Inside Marks & Spencer’s ‘See Now, Buy Now’ Debut

The September 2026 Marks & Spencer show builds directly on that evolution. British press report that the collection will be instantly available online and in key UK stores as the models leave the runway, positioning the event as both a London Fashion Week moment and a live retail launch. The timing is symbolic: it aligns with roughly a century of M&S selling clothing and follows a visible style push, from upgraded tailoring and outerwear to more directional collaborations. The show will be fully streamed, making the front row effectively global.

M&S is not entirely new to the London Fashion Week ecosystem. A decade ago, the retailer presented its Best of British line in a static format during the men’s schedule and aligned with the British Fashion Council’s Positive Fashion initiative. In 2016 it experimented with a “see now, buy now” drop at retail, releasing pieces months ahead of the usual calendar. What is different in 2026 is the combination: a full catwalk show on the official London Fashion Week runway, built from the start as a mass‑market, immediately shoppable collection backed by serious e‑commerce investment, including plans to expand its online logistics hub in the coming years.

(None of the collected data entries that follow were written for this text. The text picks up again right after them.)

impl IntoResponse for ControlApiError {
    fn into_response(self) -> Response {
        match self {
            // Create errors
            ControlApiError::CreateError(CreateControlError::CodeValidation(_))
            | ControlApiError::CreateError(CreateControlError::NameValidation(_))
            | ControlApiError::CreateError(CreateControlError::InvalidFrequency(_))
            | ControlApiError::CreateError(CreateControlError::InvalidControlType(_))
            | ControlApiError::CreateError(CreateControlError::InvalidStatus(_))
            | ControlApiError::CreateError(CreateControlError::OwnerNotFound(_)) => {
                let error = ErrorResponse::new("VALIDATION_ERROR", self.to_string());
                (StatusCode::BAD_REQUEST, Json(error)).into_response()
            },
            ControlApiError::CreateError(CreateControlError::DuplicateCode(code)) => {
                let error = ErrorResponse::new(
                    "CONFLICT",
                    format!("Control with code '{}' already exists", code),
                );
                (StatusCode::CONFLICT, Json(error)).into_response()
            },
            ControlApiError::CreateError(CreateControlError::Database(_)) => {
                tracing::error!("Database error during control creation: {}", self);
                let error = ErrorResponse::new("INTERNAL_ERROR", "A database error occurred");
                (StatusCode::INTERNAL_SERVER_ERROR, Json(error)).into_response()
            },

            // Update errors
            ControlApiError::UpdateError(UpdateControlError::NoFieldsToUpdate)
            | ControlApiError::UpdateError(UpdateControlError::NameValidation(_))
            | ControlApiError::UpdateError(UpdateControlError::OwnerNotFound(_)) => {
                let error = ErrorResponse::new("VALIDATION_ERROR", self.to_string());
                (StatusCode::BAD_REQUEST, Json(error)).into_response()
            },
            ControlApiError::UpdateError(UpdateControlError::NotFound(id)) => {
                let error =
                    ErrorResponse::new("NOT_FOUND", format!("Control '{}' not found", id));
                (StatusCode::NOT_FOUND, Json(error)).into_response()
            },
            ControlApiError::UpdateError(UpdateControlError::Database(_)) => {
                tracing::error!("Database error during control update: {}", self);
                let error = ErrorResponse::new("INTERNAL_ERROR", "A database error occurred");
                (StatusCode::INTERNAL_SERVER_ERROR, Json(error)).into_response()
            },

            // Status change errors
            ControlApiError::SetStatusError(SetControlStatusError::InvalidStatus(_)) => {
                let error = ErrorResponse::new("VALIDATION_ERROR", self.to_string());
                (StatusCode::BAD_REQUEST, Json(error)).into_response()
            },
            ControlApiError::SetStatusError(SetControlStatusError::NotFound(id)) => {
                let error =
                    ErrorResponse::new("NOT_FOUND", format!("Control '{}' not found", id));
                (StatusCode::NOT_FOUND, Json(error)).into_response()
            },
            ControlApiError::SetStatusError(SetControlStatusError::Database(_)) => {
                tracing::error!("Database error during status change: {}", self);
                let error = ErrorResponse::new("INTERNAL_ERROR", "A database error occurred");
                (StatusCode::INTERNAL_SERVER_ERROR, Json(error)).into_response()
            },

            // Import errors
            ControlApiError::ImportError(ImportControlsError::EmptyBatch)
            | ControlApiError::ImportError(ImportControlsError::InvalidRow { .. })
            | ControlApiError::ImportError(ImportControlsError::DuplicateCodeInBatch { .. })
            | ControlApiError::ImportError(ImportControlsError::OwnerNotFound(_)) => {
                let error = ErrorResponse::new("VALIDATION_ERROR", self.to_string());
                (StatusCode::BAD_REQUEST, Json(error)).into_response()
            },
            ControlApiError::ImportError(ImportControlsError::DuplicateCode(code)) => {
                let error = ErrorResponse::new(
                    "CONFLICT",
                    format!("Control with code '{}' already exists", code),
                );
                (StatusCode::CONFLICT, Json(error)).into_response()
            },
            ControlApiError::ImportError(ImportControlsError::Database(_)) => {
                tracing::error!("Database error during control import: {}", self);
                let error = ErrorResponse::new("INTERNAL_ERROR", "A database error occurred");
                (StatusCode::INTERNAL_SERVER_ERROR, Json(error)).into_response()
            },

            // Get errors
            ControlApiError::GetError(GetControlError::NotFound(id)) => {
                let error =
                    ErrorResponse::new("NOT_FOUND", format!("Control '{}' not found", id));
                (StatusCode::NOT_FOUND, Json(error)).into_response()
            },
            ControlApiError::GetError(GetControlError::Database(_)) => {
                tracing::error!("Database error during control retrieval: {}", self);
                let error = ErrorResponse::new("INTERNAL_ERROR", "A database error occurred");
                (StatusCode::INTERNAL_SERVER_ERROR, Json(error)).into_response()
            },

            // List errors
            ControlApiError::ListError(ListControlsError::InvalidPage)
            | ControlApiError::ListError(ListControlsError::InvalidPerPage)
            | ControlApiError::ListError(ListControlsError::InvalidStatus(_))
            | ControlApiError::ListError(ListControlsError::InvalidControlType(_)) => {
                let error = ErrorResponse::new("VALIDATION_ERROR", self.to_string());
                (StatusCode::BAD_REQUEST, Json(error)).into_response()
            },
            ControlApiError::ListError(ListControlsError::Database(_)) => {
                tracing::error!("Database error during control listing: {}", self);
                let error = ErrorResponse::new("INTERNAL_ERROR", "A database error occurred");
                (StatusCode::INTERNAL_SERVER_ERROR, Json(error)).into_response()
            },

            // History errors; only database failures reach this point
            ControlApiError::HistoryError(_) => {
                tracing::error!("Database error during history retrieval: {}", self);
                let error = ErrorResponse::new("INTERNAL_ERROR", "A database error occurred");
                (StatusCode::INTERNAL_SERVER_ERROR, Json(error)).into_response()
            },
        }
    }
}

impl std::fmt::Display for ControlApiError {
    fn fmt(&self, f: &mut std::fmt::Formatter<'_>) -> std::fmt::Result {
        match self {
            Self::CreateError(e) => write!(f, "{}", e),
            Self::UpdateError(e) => write!(f, "{}", e),
            Self::SetStatusError(e) => write!(f, "{}", e),
            Self::ImportError(e) => write!(f, "{}", e),
            Self::GetError(e) => write!(f, "{}", e),
            Self::ListError(e) => write!(f, "{}", e),
            Self::HistoryError(e) => write!(f, "{}", e),
        }
    }
}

What This Means for Model Casting and Career Paths

For casting directors and agents, London Fashion Week already functions as a live scouting board. With thousands of industry guests on site and many more watching remotely, a strong walk can translate into editorials, campaigns and further runway work across the “Big Four”. A high‑profile, fully shoppable M&S show adds another layer, drawing in commercial bookers focused on TV ads, catalog, online retail, in‑store imagery and regional campaigns, all watching the same line‑up.

The models who stand to gain most are those with hybrid profiles. A Marks & Spencer runway will still ask for confident, fashion‑literate movement that reads on a London catwalk. At the same time, the camera will be selling clothes to a broad customer base, so casting is likely to lean into faces and bodies that feel approachable and diverse, in line with the way large retailers already present their campaigns. For working and aspiring models, that means portfolios that balance clean e‑commerce and lifestyle images with a few sharp, editorial stories; the ability to shift from cool, minimal runway attitude to warm, product‑focused energy; and real comfort in front of multiple cameras on a live stream. As high‑street brands test this kind of slot at London Fashion Week, the models who can bridge editorial credibility with mass‑market appeal will be the ones whose bookings multiply fastest.